It’s absolutely wild out there, if you only know where (and when) to look.
With the help of a motion-activated trail camera, Yos Gladstone has been capturing and sharing videos of the backyard menagerie that passes through a greenbelt in his neighbourhood of Canyon Heights.
Gladstone recently took about two and a half months of footage and edited it down to two and a half minutes of animals going about their business. The clip features numerous deer, coyotes, two different black bears, raccoons, squirrels and someone’s golden retriever.
“It’s definitely a corridor for critters back there. We've seen really everything since we lived there,” he said.
Gladstone, a wildlife and fishing guide with Chromer Sport Fishing, said his urban guests are always astonished by how much there is just outside our paved and built-up environments.
“You're 15 minutes out of downtown Vancouver, and you have that sort of wildlife activity moving around in an urban space. It's pretty neat.”
Trail cameras are mainly used by hunters to get the drop on their prey but Gladstone sets them up “just out of curiosity.”
“[It’s just] for the love of animals and seeing what they do,” he said.

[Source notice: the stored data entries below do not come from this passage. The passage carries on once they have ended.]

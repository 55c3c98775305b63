//! Participants and their live links.

use std::sync::Arc;

use huddle_protocol::{CloseReason, ParticipantId, Role, SessionId};
use huddle_transport::ConnectionId;
use serde::Serialize;
use tokio::sync::{mpsc, oneshot};
use tokio::task::JoinHandle;

/// Someone asking to join a room.
#[derive(Debug, Clone, PartialEq, Eq)]
pub struct Candidate {
    pub session_id: SessionId,
    pub username: String,
}

impl Candidate {
    pub fn new(session_id: impl Into<SessionId>, username: impl Into<String>) -> Self {
        Self {
            session_id: session_id.into(),
            username: username.into(),
        }
    }
}

/// A read-only view of one participant, as listed by room snapshots.
#[derive(Debug, Clone, PartialEq, Eq, Serialize)]
#[serde(rename_all = "camelCase")]
pub struct ParticipantView {
    pub id: ParticipantId,
    pub username: String,
    pub role: Role,
    /// Whether a live connection is currently attached.
    pub connected: bool,
}

// ---------------------------------------------------------------------------
// Participant
// ---------------------------------------------------------------------------

/// A member of a room, keyed in the room by session id.
///
/// ```text
///   Pending ──(attach)──→ Connected ──(depart/kick/ban/close)──→ gone
///                            ↑   │
///                            └───┘ (attach supersedes the old link)
/// ```
pub(crate) struct Participant {
    pub(crate) session_id: SessionId,
    pub(crate) id: ParticipantId,
    pub(crate) username: String,
    pub(crate) role: Role,
    pub(crate) link: Option<Link>,
    /// Admission-grace timer; cancelled on attach.
    pub(crate) grace: Option<JoinHandle<()>>,
}

impl Participant {
    pub(crate) fn new(
        session_id: SessionId,
        id: ParticipantId,
        username: String,
        role: Role,
    ) -> Self {
        Self {
            session_id,
            id,
            username,
            role,
            link: None,
            grace: None,
        }
    }

    pub(crate) fn view(&self) -> ParticipantView {
        ParticipantView {
            id: self.id,
            username: self.username.clone(),
            role: self.role,
            connected: self.link.is_some(),
        }
    }

    /// Cancels the grace timer and hands back the live link, if any.
    pub(crate) fn detach(mut self) -> Option<Link> {
        self.cancel_grace();
        self.link.take()
    }

    pub(crate) fn cancel_grace(&mut self) {
        if let Some(grace) = self.grace.take() {
            grace.abort();
        }
    }
}

// ---------------------------------------------------------------------------
// Link
// ---------------------------------------------------------------------------

/// The room's handle on one attached connection and its two tasks.
pub(crate) struct Link {
    pub(crate) conn_id: ConnectionId,
    /// Encoded events for the write task, in order.
    pub(crate) outbox: mpsc::Sender<Arc<str>>,
    /// Tells the write task to send a close frame and stop.
    shutdown: oneshot::Sender<Option<CloseReason>>,
    /// Never receives a value; yields `None` once both tasks dropped their
    /// sender clones.
    done: mpsc::Receiver<()>,
}

impl Link {
    pub(crate) fn new(
        conn_id: ConnectionId,
        outbox: mpsc::Sender<Arc<str>>,
        shutdown: oneshot::Sender<Option<CloseReason>>,
        done: mpsc::Receiver<()>,
    ) -> Self {
        Self {
            conn_id,
            outbox,
            shutdown,
            done,
        }
    }

    /// Stops both tasks of this link and waits until they have exited.
    ///
    /// The write task closes the connection with `reason` on its way out.
    /// Must not be awaited by a task that still holds a `done` sender of
    /// this same link.
    pub(crate) async fn shut_down(self, reason: Option<CloseReason>) {
        let Link {
            shutdown,
            mut done,
            outbox,
            ..
        } = self;
        let _ = shutdown.send(reason);
        drop(outbox);
        let _ = done.recv().await;
    }
}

His trail cameras in Squamish and other more rural parts of the province have captured even more – elk, grizzly bears, bobcats, lynx, packs of wolves. The only local fauna footage he doesn’t have yet is that of a cougar.

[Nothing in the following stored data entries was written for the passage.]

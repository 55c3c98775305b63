//! WebSocket transport implementation using `tokio-tungstenite`.

use std::net::SocketAddr;
use std::sync::atomic::{AtomicU64, Ordering};
use std::time::Duration;

use futures_util::stream::{SplitSink, SplitStream};
use futures_util::{SinkExt, StreamExt};
use tokio::net::{TcpListener, TcpStream};
use tokio::sync::mpsc;
use tokio_tungstenite::tungstenite::Message;
use tokio_tungstenite::tungstenite::handshake::server::{Request, Response};
use tokio_tungstenite::tungstenite::protocol::CloseFrame;
use tokio_tungstenite::tungstenite::protocol::frame::coding::CloseCode;

use crate::{
    Connection, ConnectionId, Frame, FrameReader, FrameWriter, Transport,
    TransportError, query_param,
};

/// Counter for generating unique connection IDs.
static NEXT_CONNECTION_ID: AtomicU64 = AtomicU64::new(1);

/// How long a client may take to complete the upgrade handshake.
pub const DEFAULT_HANDSHAKE_TIMEOUT: Duration = Duration::from_secs(2);

/// Upgraded connections waiting for `accept`.
const UPGRADED_QUEUE: usize = 64;

type WsStream = tokio_tungstenite::WebSocketStream<TcpStream>;

/// A WebSocket-based [`Transport`] that listens for incoming connections.
///
/// Each handshake runs in its own task, so a client that opens a socket and
/// never upgrades holds up nobody but itself.
pub struct WebSocketTransport {
    listener: TcpListener,
    handshake_timeout: Duration,
    upgraded_tx: mpsc::Sender<WebSocketConnection>,
    upgraded_rx: mpsc::Receiver<WebSocketConnection>,
}

impl WebSocketTransport {
    /// Binds a new WebSocket transport to the given address.
    pub async fn bind(addr: &str) -> Result<Self, TransportError> {
        let listener = TcpListener::bind(addr)
            .await
            .map_err(|source| TransportError::Bind {
                addr: addr.to_string(),
                source,
            })?;
        tracing::info!(addr, "WebSocket transport listening");
        let (upgraded_tx, upgraded_rx) = mpsc::channel(UPGRADED_QUEUE);
        Ok(Self {
            listener,
            handshake_timeout: DEFAULT_HANDSHAKE_TIMEOUT,
            upgraded_tx,
            upgraded_rx,
        })
    }

    /// Sets the handshake limit; slower clients are dropped.
    pub fn with_handshake_timeout(mut self, limit: Duration) -> Self {
        self.handshake_timeout = limit;
        self
    }

    /// Returns the local address the listener is bound to.
    pub fn local_addr(&self) -> std::io::Result<std::net::SocketAddr> {
        self.listener.local_addr()
    }
}

impl Transport for WebSocketTransport {
    type Connection = WebSocketConnection;
    type Error = TransportError;

    async fn accept(&mut self) -> Result<Self::Connection, Self::Error> {
        loop {
            tokio::select! {
                Some(conn) = self.upgraded_rx.recv() => return Ok(conn),
                accepted = self.listener.accept() => {
                    let (stream, addr) = accepted.map_err(TransportError::Accept)?;
                    tokio::spawn(upgrade(
                        stream,
                        addr,
                        self.handshake_timeout,
                        self.upgraded_tx.clone(),
                    ));
                }
            }
        }
    }

    async fn shutdown(&self) -> Result<(), Self::Error> {
        Ok(())
    }
}

/// Runs the upgrade handshake for one client and queues the result.
async fn upgrade(
    stream: TcpStream,
    addr: SocketAddr,
    limit: Duration,
    upgraded: mpsc::Sender<WebSocketConnection>,
) {
    // The upgrade request's target carries the session token, so it is
    // captured during the handshake.
    let mut target = String::new();
    let handshake = tokio_tungstenite::accept_hdr_async(
        stream,
        |req: &Request, resp: Response| {
            target = req.uri().to_string();
            Ok(resp)
        },
    );
    let ws = match tokio::time::timeout(limit, handshake).await {
        Ok(Ok(ws)) => ws,
        Ok(Err(e)) => {
            tracing::debug!(%addr, error = %e, "WebSocket handshake failed");
            return;
        }
        Err(_) => {
            tracing::debug!(%addr, "WebSocket handshake timed out");
            return;
        }
    };

    let id = ConnectionId::new(
        NEXT_CONNECTION_ID.fetch_add(1, Ordering::Relaxed),
    );
    tracing::debug!(%id, %addr, "accepted WebSocket connection");

    if upgraded
        .send(WebSocketConnection { id, target, ws })
        .await
        .is_err()
    {
        tracing::debug!(%id, "transport gone before accept");
    }
}

/// A single upgraded WebSocket connection.
pub struct WebSocketConnection {
    id: ConnectionId,
    target: String,
    ws: WsStream,
}

impl WebSocketConnection {
    /// The request target (path and query) of the upgrade request.
    pub fn target(&self) -> &str {
        &self.target
    }

    /// Looks up a query-string parameter of the upgrade request.
    pub fn query_param(&self, key: &str) -> Option<String> {
        query_param(&self.target, key)
    }
}

impl Connection for WebSocketConnection {
    type Reader = WebSocketReader;
    type Writer = WebSocketWriter;

    fn id(&self) -> ConnectionId {
        self.id
    }

    fn split(self) -> (WebSocketReader, WebSocketWriter) {
        let (sink, stream) = self.ws.split();
        (
            WebSocketReader { stream },
            WebSocketWriter { sink },
        )
    }
}

/// Inbound half of a [`WebSocketConnection`].
pub struct WebSocketReader {
    stream: SplitStream<WsStream>,
}

impl FrameReader for WebSocketReader {
    async fn read_frame(&mut self) -> Result<Frame, TransportError> {
        loop {
            match self.stream.next().await {
                Some(Ok(Message::Text(text))) => {
                    return Ok(Frame::Text(text.to_string()));
                }
                Some(Ok(Message::Binary(data))) => {
                    return Ok(Frame::Binary(data.to_vec()));
                }
                Some(Ok(Message::Close(frame))) => {
                    return Ok(Frame::Close(
                        frame.map(|f| f.reason.to_string()),
                    ));
                }
                Some(Ok(_)) => continue, // ping/pong/raw frame
                Some(Err(e)) => return Err(TransportError::WebSocket(e)),
                None => {
                    return Err(TransportError::Closed("stream ended".into()));
                }
            }
        }
    }
}

/// Outbound half of a [`WebSocketConnection`].
pub struct WebSocketWriter {
    sink: SplitSink<WsStream, Message>,
}

impl FrameWriter for WebSocketWriter {
    async fn write_frame(&mut self, frame: Frame) -> Result<(), TransportError> {
        let msg = match frame {
            Frame::Text(text) => Message::Text(text.into()),
            Frame::Binary(data) => Message::Binary(data.into()),
            Frame::Close(reason) => Message::Close(reason.map(close_frame)),
        };
        self.sink.send(msg).await.map_err(TransportError::WebSocket)
    }

    async fn close(&mut self, reason: Option<&str>) -> Result<(), TransportError> {
        let frame = reason.map(|r| close_frame(r.to_string()));
        let sent = self.sink.send(Message::Close(frame)).await;
        // The close handshake may already be underway on a dying socket.
        let _ = self.sink.close().await;
        sent.map_err(TransportError::WebSocket)
    }
}

fn close_frame(reason: String) -> CloseFrame {
    CloseFrame {
        code: CloseCode::Normal,
        reason: reason.into(),
    }
}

The videos, more than being a curiosity, could be a step toward city dwellers cultivating a better relationship with our wild neighbours, Gladstone reasons.

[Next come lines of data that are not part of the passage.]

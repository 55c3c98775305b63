//! In-process connection pairs.
//!
//! A [`MemoryConnection`] behaves like an accepted socket while the matching
//! [`MemoryPeer`] plays the remote client. The room engine's tests drive
//! whole participant lifecycles through these without touching the network.

use std::sync::atomic::{AtomicU64, Ordering};

use tokio::sync::mpsc;

use crate::{Connection, ConnectionId, Frame, FrameReader, FrameWriter, TransportError};

static NEXT_MEMORY_ID: AtomicU64 = AtomicU64::new(1);

/// Frames the server side may write before the peer has to read.
const DEFAULT_CAPACITY: usize = 64;

/// Server-side half of an in-memory connection pair.
pub struct MemoryConnection {
    id: ConnectionId,
    inbound: mpsc::UnboundedReceiver<Frame>,
    outbound: mpsc::Sender<Frame>,
}

/// Client-side half of an in-memory connection pair.
pub struct MemoryPeer {
    to_server: mpsc::UnboundedSender<Frame>,
    from_server: mpsc::Receiver<Frame>,
}

impl MemoryConnection {
    /// Creates a connected pair with the default outbound capacity.
    pub fn pair() -> (MemoryConnection, MemoryPeer) {
        Self::pair_with_capacity(DEFAULT_CAPACITY)
    }

    /// Creates a connected pair whose server-to-peer direction buffers at
    /// most `capacity` frames. Once full, writes wait for the peer to read,
    /// which is how a stalled client is simulated.
    pub fn pair_with_capacity(capacity: usize) -> (MemoryConnection, MemoryPeer) {
        let (to_server, inbound) = mpsc::unbounded_channel();
        let (outbound, from_server) = mpsc::channel(capacity.max(1));
        let id = ConnectionId::new(NEXT_MEMORY_ID.fetch_add(1, Ordering::Relaxed));
        (
            MemoryConnection {
                id,
                inbound,
                outbound,
            },
            MemoryPeer {
                to_server,
                from_server,
            },
        )
    }
}

impl Connection for MemoryConnection {
    type Reader = MemoryReader;
    type Writer = MemoryWriter;

    fn id(&self) -> ConnectionId {
        self.id
    }

    fn split(self) -> (MemoryReader, MemoryWriter) {
        (
            MemoryReader {
                inbound: self.inbound,
            },
            MemoryWriter {
                outbound: Some(self.outbound),
            },
        )
    }
}

impl MemoryPeer {
    /// Sends a frame to the server side. Returns `false` once the server
    /// side has been dropped.
    pub fn send(&self, frame: Frame) -> bool {
        self.to_server.send(frame).is_ok()
    }

    /// Sends a text frame.
    pub fn send_text(&self, text: impl Into<String>) -> bool {
        self.send(Frame::Text(text.into()))
    }

    /// Receives the next frame written by the server side, or `None` once
    /// the server side has closed its writer.
    pub async fn recv(&mut self) -> Option<Frame> {
        self.from_server.recv().await
    }

    /// Returns a frame if one is already buffered.
    pub fn try_recv(&mut self) -> Option<Frame> {
        self.from_server.try_recv().ok()
    }
}

/// Inbound half of a [`MemoryConnection`].
pub struct MemoryReader {
    inbound: mpsc::UnboundedReceiver<Frame>,
}

impl FrameReader for MemoryReader {
    async fn read_frame(&mut self) -> Result<Frame, TransportError> {
        self.inbound
            .recv()
            .await
            .ok_or_else(|| TransportError::Closed("peer dropped".into()))
    }
}

/// Outbound half of a [`MemoryConnection`].
pub struct MemoryWriter {
    outbound: Option<mpsc::Sender<Frame>>,
}

impl FrameWriter for MemoryWriter {
    async fn write_frame(&mut self, frame: Frame) -> Result<(), TransportError> {
        let Some(outbound) = self.outbound.as_ref() else {
            return Err(TransportError::Closed("writer closed".into()));
        };
        outbound
            .send(frame)
            .await
            .map_err(|_| TransportError::Closed("peer dropped".into()))
    }

    async fn close(&mut self, reason: Option<&str>) -> Result<(), TransportError> {
        let Some(outbound) = self.outbound.take() else {
            return Ok(());
        };
        outbound
            .send(Frame::Close(reason.map(str::to_owned)))
            .await
            .map_err(|_| TransportError::Closed("peer dropped".into()))
    }
}

#[cfg(test)]
mod tests {
    use super::*;

    #[tokio::test]
    async fn test_frames_flow_both_ways() {
        let (conn, mut peer) = MemoryConnection::pair();
        let (mut reader, mut writer) = conn.split();

        assert!(peer.send_text("hi"));
        assert_eq!(reader.read_frame().await.unwrap(), Frame::Text("hi".into()));

        writer.write_frame(Frame::Binary(vec![0])).await.unwrap();
        assert_eq!(peer.recv().await, Some(Frame::Binary(vec![0])));
    }

    #[tokio::test]
    async fn test_close_sends_reason_then_ends_stream() {
        let (conn, mut peer) = MemoryConnection::pair();
        let (_reader, mut writer) = conn.split();

        writer.close(Some("kick")).await.unwrap();
        assert_eq!(peer.recv().await, Some(Frame::Close(Some("kick".into()))));
        assert_eq!(peer.recv().await, None);
        assert!(writer.write_frame(Frame::Text("late".into())).await.is_err());
    }

    #[tokio::test]
    async fn test_dropped_peer_ends_reader_and_fails_writer() {
        let (conn, peer) = MemoryConnection::pair();
        let (mut reader, mut writer) = conn.split();
        drop(peer);

        assert!(matches!(
            reader.read_frame().await,
            Err(TransportError::Closed(_))
        ));
        assert!(matches!(
            writer.write_frame(Frame::Text("x".into())).await,
            Err(TransportError::Closed(_))
        ));
    }

    #[test]
    fn test_pairs_get_distinct_ids() {
        let (a, _pa) = MemoryConnection::pair();
        let (b, _pb) = MemoryConnection::pair();
        assert_ne!(a.id(), b.id());
    }
}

“I think that people see it as a bit of a nuisance when the raccoons are in your garbage and the coyotes are eating your cat and the bears are scaring your kids, but you have to come to a level of appreciation that all these animals were there well before us,” he said. “If you can co-habitate and give those animals some fair space, and give them some corridors to move around. ... I think it's a pretty neat aspect of living in North Vancouver.”